The unified AI-operations MCP. A self-contained, security-first, single-operator-operable, EU-sovereign control plane that fuses three things into one audited surface.

Maturity

v0: real and tested, in iterative security hardening, not a finished product. make ci-success is green and each of the nine invariants has a passing test, but read Limitations and the security model before relying on it.

What it is

  1. A live bitemporal model of the fleet. Hosts, services, packages, storage, networks, identities, and alerts as typed vertices and edges, every fact carrying four timestamps and never deleted (corrections supersede). The source of truth.
  2. A drift engine. Observed host state against desired state (an IaC plan, a config baseline, or an operator-blessed known-good snapshot), with structured findings and human-gated convergence.
  3. A tiered, audited actuator. One execution path that classifies every action T0 to T3, gates state-changing actions behind human confirmation, and wraps the right tool per host type (ssh, ansible, opentofu, runbooks, talosctl, redfish, cloud) instead of reinventing it.

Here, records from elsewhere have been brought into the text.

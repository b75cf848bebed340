//! Backend Error Types
//!
//! Failure taxonomy for the HTTP handlers. Malformed request bodies never
//! reach these types — axum's `Json` extractor rejects them with a client
//! error before the handler runs. What is left is the storage layer:
//! constraint violations map to a conflict, everything else to a server
//! error. No retries happen here.

use thiserror::Error;

/// Errors a catalog or user handler can return.
#[derive(Debug, Error)]
pub enum ApiError {
    /// Unique email constraint violated on user creation.
    #[error("email is already registered")]
    EmailTaken,

    /// Any other storage failure (connection, syntax, corruption).
    #[error("database error: {0}")]
    Database(sqlx::Error),
}

impl From<sqlx::Error> for ApiError {
    /// Classify a sqlx error. A unique-constraint violation on the users
    /// table is the one storage failure the client can act on, so it gets
    /// its own variant; the rest stays opaque.
    fn from(err: sqlx::Error) -> Self {
        if let sqlx::Error::Database(db_err) = &err {
            if db_err.is_unique_violation() {
                return ApiError::EmailTaken;
            }
        }
        ApiError::Database(err)
    }
}
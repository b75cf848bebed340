//! Search Box Controller
//!
//! State machine behind the search box: query text, the dropdown result
//! list, and the focus flag. Keystrokes update the text immediately and
//! re-arm a 250 ms debounce; when it fires, [`SearchController::poll`]
//! hands the caller a [`SearchRequest`] carrying a fresh sequence number.
//! Responses come back through [`SearchController::apply`], which discards
//! anything whose sequence is no longer the latest issued, so a slow old
//! response can never overwrite a newer one or repopulate a dropdown the
//! user already left.
//!
//! The controller never touches the network itself; the app layer runs the
//! request on a worker and feeds the result back.

use std::time::{Duration, Instant};

use crate::shared::Product;
use crate::storefront::api::ApiError;
use crate::storefront::search::timer::Debounce;

/// Quiet period after the last keystroke before a search fires.
pub const SEARCH_DEBOUNCE: Duration = Duration::from_millis(250);

/// A search the caller should now perform. `seq` must be handed back to
/// [`SearchController::apply`] with the response.
#[derive(Debug, Clone, PartialEq, Eq)]
pub struct SearchRequest {
    pub seq: u64,
    pub query: String,
}

/// Transient search box state. One per search box; dropped with the UI.
#[derive(Debug)]
pub struct SearchController {
    query: String,
    results: Vec<Product>,
    focused: bool,
    debounce: Debounce,
    /// Latest issued request sequence; responses with any other value
    /// are stale.
    seq: u64,
}

impl Default for SearchController {
    fn default() -> Self {
        Self::new()
    }
}

impl SearchController {
    pub fn new() -> Self {
        Self {
            query: String::new(),
            results: Vec::new(),
            focused: false,
            debounce: Debounce::new(SEARCH_DEBOUNCE),
            seq: 0,
        }
    }

    pub fn query(&self) -> &str {
        &self.query
    }

    pub fn results(&self) -> &[Product] {
        &self.results
    }

    pub fn focused(&self) -> bool {
        self.focused
    }

    /// The dropdown shows only when the box is focused and there is
    /// something to show.
    pub fn dropdown_visible(&self) -> bool {
        self.focused && !self.results.is_empty()
    }

    /// Replace the query text and re-arm the debounce. A call with
    /// unchanged text is not a query-altering event and leaves the timer
    /// alone.
    pub fn input(&mut self, text: &str, now: Instant) {
        if text == self.query {
            return;
        }
        self.query = text.to_string();
        self.debounce.schedule(now);
    }

    /// The box gained focus.
    pub fn focus(&mut self) {
        self.focused = true;
    }

    /// A click landed outside the component: hide the dropdown, keep the
    /// query text.
    pub fn click_away(&mut self) {
        self.focused = false;
    }

    /// A result was chosen: clear text, results, and focus, and invalidate
    /// both the pending timer and any in-flight response.
    pub fn select(&mut self) {
        self.query.clear();
        self.results.clear();
        self.focused = false;
        self.debounce.cancel();
        self.seq += 1;
    }

    /// Advance the debounce clock. Returns the request to issue when the
    /// quiet period has elapsed, at most one per settled burst.
    pub fn poll(&mut self, now: Instant) -> Option<SearchRequest> {
        if !self.debounce.poll(now) {
            return None;
        }
        self.seq += 1;
        Some(SearchRequest {
            seq: self.seq,
            query: self.query.clone(),
        })
    }

    /// Feed back the outcome of a previously issued request. Stale
    /// sequences are dropped; failures keep the previous result list so
    /// the dropdown degrades instead of flickering empty.
    pub fn apply(&mut self, seq: u64, outcome: Result<Vec<Product>, ApiError>) {
        if seq != self.seq {
            tracing::debug!(seq, latest = self.seq, "discarding stale search response");
            return;
        }
        match outcome {
            Ok(products) => self.results = products,
            Err(err) => {
                tracing::warn!("search failed, keeping previous results: {err}");
            }
        }
    }
}
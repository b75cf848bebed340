//! Storefront Configuration
//!
//! Client-side settings read from the environment. The only knob is the
//! backend base URL.

/// Default backend URL matching the server's default port.
const DEFAULT_API_URL: &str = "http://127.0.0.1:3000";

/// Resolved client configuration.
#[derive(Debug, Clone)]
pub struct Config {
    api_url: String,
}

impl Default for Config {
    fn default() -> Self {
        let api_url =
            std::env::var("STOREFRONT_API_URL").unwrap_or_else(|_| DEFAULT_API_URL.to_string());
        Self { api_url }
    }
}

impl Config {
    pub fn new() -> Self {
        Self::default()
    }

    /// Point the client at a specific backend, bypassing the environment.
    pub fn with_api_url(api_url: impl Into<String>) -> Self {
        Self {
            api_url: api_url.into(),
        }
    }

    /// Base URL of the backend.
    pub fn server_url(&self) -> &str {
        &self.api_url
    }

    /// Full URL for an API path.
    pub fn api_url(&self, path: &str) -> String {
        format!("{}{}", self.api_url, path)
    }
}
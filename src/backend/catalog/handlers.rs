//! Catalog HTTP Handlers
//!
//! Stateless axum handlers over the catalog tables. Each one is a straight
//! translation of the request into a query from [`super::db`]; failures
//! bubble out as [`ApiError`] and become JSON error responses.

use axum::extract::{Query, State};
use axum::Json;
use serde::Deserialize;
use sqlx::SqlitePool;

use crate::backend::catalog::db;
use crate::backend::error::ApiError;
use crate::shared::{Ingredient, Product};

/// Query string for `GET /api/products/search`. A missing `query` means
/// "match everything" (still capped at the search limit).
#[derive(Debug, Deserialize)]
pub struct SearchParams {
    #[serde(default)]
    pub query: String,
}

/// `GET /api/ingredients` - every ingredient, storage order.
pub async fn list_ingredients(
    State(db): State<SqlitePool>,
) -> Result<Json<Vec<Ingredient>>, ApiError> {
    let ingredients = db::list_ingredients(&db).await?;
    Ok(Json(ingredients))
}

/// `GET /api/products` - the whole catalog with variants, storage order.
pub async fn list_products(
    State(db): State<SqlitePool>,
) -> Result<Json<Vec<Product>>, ApiError> {
    let products = db::list_products(&db).await?;
    Ok(Json(products))
}

/// `GET /api/products/search?query=` - case-insensitive name search,
/// at most [`db::MAX_SEARCH_RESULTS`] hits.
pub async fn search_products(
    State(db): State<SqlitePool>,
    Query(params): Query<SearchParams>,
) -> Result<Json<Vec<Product>>, ApiError> {
    tracing::debug!(query = %params.query, "product search");
    let products = db::search_products(&db, &params.query).await?;
    Ok(Json(products))
}
//! Storefront UI
//!
//! Immediate-mode rendering over the app state. Layout: a top bar with the
//! search box, a sticky category bar under it, an ingredients filter panel
//! on the left, and the scrolling catalog (or a product detail view) in
//! the center.


use crate::storefront::app::{StorefrontApp, View};

/// Catalog sections and product cards
pub mod catalog_view;

/// Ingredients filter panel
pub mod filters;

/// Product detail screen
pub mod product_view;

/// Debounced search box with its dropdown
pub mod search_box;

/// Title, search box, and category navigation
pub mod top_bar;

/// Render one frame.
pub fn render(ctx: &egui::Context, app: &mut StorefrontApp) {
    top_bar::render(ctx, app);

    match app.view {
        View::Catalog => {
            egui::SidePanel::left("filters_panel")
                .resizable(false)
                .default_width(220.0)
                .show(ctx, |ui| {
                    filters::render(ui, &mut app.filters, &app.ingredients);
                });
            egui::CentralPanel::default().show(ctx, |ui| {
                catalog_view::render(ui, app);
            });
        }
        View::Product(id) => {
            egui::CentralPanel::default().show(ctx, |ui| {
                product_view::render(ui, app, id);
            });
        }
    }
}
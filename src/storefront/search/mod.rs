//! Search Module
//!
//! The debounced search box: timer (`timer`) and the state machine driving
//! requests and the dropdown (`controller`).

/// Cancellable debounce timer
pub mod timer;

/// Search box state machine
pub mod controller;

pub use controller::{SearchController, SearchRequest, SEARCH_DEBOUNCE};
pub use timer::Debounce;
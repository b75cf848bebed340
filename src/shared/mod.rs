//! Shared Module
//!
//! Types shared between the storefront client and the backend. Everything
//! here is a plain serde-serializable value that travels over the JSON API.

/// Catalog types: products, variants, ingredients
pub mod catalog;

/// User record and creation payload
pub mod user;

pub use catalog::{Ingredient, Product, ProductVariant};
pub use user::{CreateUser, User};
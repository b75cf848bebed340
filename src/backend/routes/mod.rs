//! Routes Module
//!
//! Router assembly (`router`) and the API route table (`api_routes`).

/// API route table
pub mod api_routes;

/// Router assembly with middleware layers
pub mod router;

pub use router::create_router;
//! User HTTP Handlers
//!
//! List and create over the users table. Malformed JSON never reaches the
//! create handler; the `Json` extractor rejects it with a client error. A
//! duplicate email surfaces as 409 through [`ApiError::EmailTaken`].

use axum::extract::State;
use axum::Json;
use sqlx::SqlitePool;

use crate::backend::error::ApiError;
use crate::backend::users::db;
use crate::shared::{CreateUser, User};

/// `GET /api/users` - every user, storage order.
pub async fn list_users(State(db): State<SqlitePool>) -> Result<Json<Vec<User>>, ApiError> {
    let users = db::list_users(&db).await?;
    Ok(Json(users))
}

/// `POST /api/users` - persist the payload verbatim, return the stored
/// record with its generated id and timestamps.
pub async fn create_user(
    State(db): State<SqlitePool>,
    Json(payload): Json<CreateUser>,
) -> Result<Json<User>, ApiError> {
    tracing::info!(email = %payload.email, "creating user");
    let user = db::create_user(&db, &payload).await?;
    Ok(Json(user))
}
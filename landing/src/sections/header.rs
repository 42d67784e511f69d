use leptos::prelude::*;
use touchstone_core::content::{ContentCatalog, SectionCopy};

/// Eyebrow, heading and blurb for section `id` of the content catalog.
#[component]
pub fn SectionHeader(id: &'static str) -> impl IntoView {
    let copy = expect_context::<ContentCatalog>().section_or_blank(id);
    let SectionCopy {
        eyebrow,
        lead,
        accent,
        tail,
        description,
    } = copy;

    view! {
        <div class="section-header">
            {eyebrow.map(|eyebrow| view! { <p class="section-eyebrow">{eyebrow}</p> })}
            <h2 class="section-title">
                {lead}
                " "
                <span class="text-gradient">{accent}</span>
                " "
                {tail}
            </h2>
            <p class="section-description">{description}</p>
        </div>
    }
}
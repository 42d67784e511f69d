// Home page - hero, solutions, client testimonials and the closing CTA
use crate::browser::{use_page_meta, use_smooth_anchor_scroll};
use crate::sections::{CallToAction, Hero, HowItWorks, Solutions, Testimonials};
use leptos::prelude::*;

#[component]
pub fn HomePage() -> impl IntoView {
    use_page_meta(|config| &config.pages.home);
    use_smooth_anchor_scroll();

    view! {
        <Hero />
        <div id="solutions">
            <Solutions />
        </div>
        <div id="testimonials">
            <Testimonials />
        </div>
        <div id="contact">
            <HowItWorks />
        </div>
        <div id="cta">
            <CallToAction />
        </div>
    }
}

It is self-contained: no imports from, or runtime coupling to, any sibling fleet repository. Third-party libraries are minimal and license-vetted (pydantic for input validation, psycopg for the optional Postgres backend), and the execution core stays dependency-free.

The nine invariants

The load-bearing controls, each with a proving test:

  1. Single audited execution path; no tool bypasses it.
  2. Tiered authority T0 to T3; conservative classification; modes gate tiers; deny is global.
  3. Audit stores output_sha256 and output_len, never bodies; an append-only hash chain; redacted parameters; the logger never raises.
  4. Bitemporal, append-only state; deletion blocked at the store; supersession carries an actor and a reason.
  5. host_type gates actuation; never SSH a Talos host.
  6. DRY_RUN, then human approval, then execute; T3 needs a typed token and one target at a time.
  7. stdio by default; HTTP needs a token, a non-loopback opt-in, and an SSRF egress filter; no token passthrough.
  8. Lethal-trifecta containment; read tools separable from act tools; a human gate between observation and actuation.
  9. Least privilege; scoped, revocable credentials; a kill switch; no NOPASSWD: ALL.

Where to start

The quickstart, the security model, and the running limitations live in the repository: README, SECURITY, LIMITATIONS.

License

Apache-2.0 (see LICENSE and NOTICE in the repository).